Figure 5. miR-24 associates with p16 mRNA and with actively translating polysomes in HeLa cells.

(A) Cells were left untreated (Untr.) or treated with puromycin (Puro., 200 µM, 1 hr); cytoplasmic lysates were prepared and fractionated through sucrose gradients. Top, representative miR-24 levels in each fraction, visualized after RT-PCR (30 cycles) and electrophoresis (1.5% agarose).
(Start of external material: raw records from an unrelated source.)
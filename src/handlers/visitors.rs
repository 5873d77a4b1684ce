// src/handlers/visitors.rs

use axum::{
    extract::{Path, Query, State},
    http::StatusCode,
    response::IntoResponse,
    Json,
};
use std::collections::HashMap;
use uuid::Uuid;

use crate::{
    common::error::AppError,
    config::AppState,
    handlers::params::ListParams,
    middleware::rbac::{CanLogVisitors, CanViewCommunity, RequireCapability},
    models::visitor::{NewVisitor, VisitorPatch, VisitorRecord},
};

// GET /api/visitors
pub async fn list_visitors(
    State(app_state): State<AppState>,
    RequireCapability(ctx, _): RequireCapability<CanViewCommunity>,
    Query(raw): Query<HashMap<String, String>>,
) -> Result<Json<Vec<VisitorRecord>>, AppError> {
    let params = ListParams::from_query(raw)?;
    let visitors = app_state
        .visitors()
        .filter(&ctx, &params.criteria, &params.sort, params.limit)
        .await?;
    Ok(Json(visitors))
}

// GET /api/visitors/{id}
pub async fn get_visitor(
    State(app_state): State<AppState>,
    RequireCapability(ctx, _): RequireCapability<CanViewCommunity>,
    Path(id): Path<Uuid>,
) -> Result<Json<VisitorRecord>, AppError> {
    let visitor = app_state
        .visitors()
        .get(&ctx, id)
        .await?
        .ok_or(AppError::NotFound("Visitante"))?;
    Ok(Json(visitor))
}

// POST /api/visitors
pub async fn create_visitor(
    State(app_state): State<AppState>,
    RequireCapability(ctx, _): RequireCapability<CanLogVisitors>,
    Json(payload): Json<NewVisitor>,
) -> Result<impl IntoResponse, AppError> {
    let visitor = app_state.visitors().create(&ctx, payload).await?;
    Ok((StatusCode::CREATED, Json(visitor)))
}

// PATCH /api/visitors/{id}
pub async fn update_visitor(
    State(app_state): State<AppState>,
    RequireCapability(ctx, _): RequireCapability<CanLogVisitors>,
    Path(id): Path<Uuid>,
    Json(payload): Json<VisitorPatch>,
) -> Result<Json<VisitorRecord>, AppError> {
    Ok(Json(app_state.visitors().update(&ctx, id, payload).await?))
}

// DELETE /api/visitors/{id}
pub async fn delete_visitor(
    State(app_state): State<AppState>,
    RequireCapability(ctx, _): RequireCapability<CanLogVisitors>,
    Path(id): Path<Uuid>,
) -> Result<impl IntoResponse, AppError> {
    app_state.visitors().delete(&ctx, id).await?;
    Ok(StatusCode::NO_CONTENT)
}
Bottom, miR-24 levels in each fraction, quantified by RT-qPCR analysis and represented as % of the total miR-24 (semilogarithmic scale). (B) Representative gradient profiles. (C) By 48 hr after transfection of pre-miR-24 or control (Ctrl.) siRNA (100 nM), miR-24 and U6 snRNA levels were visualized on agarose gels (left), quantified by RT-qPCR, and normalized to 5S (right). Data (means+SD) represent the fold differences in miR-24 levels between the transfection groups. (D) HeLa cells were transfected with a plasmid expressing either pTRESNeo (V) or pIRESNeo-HA-Ago1 (HA-Ago1); the specific IP of HA-Ago1 was assessed by Western blot analysis of the IP reaction products. Forty-eight hr after transfection of HeLa cells with plasmid (V or HA-Ago1) and either control (siRNA) or pre-miR-24 RNA, RT-qPCR analysis was used to test the association of p16 mRNA with the RISC complex in the V and HA-Ago1 groups after HA IP. Graphs show the means+SD from 3 independent experiments.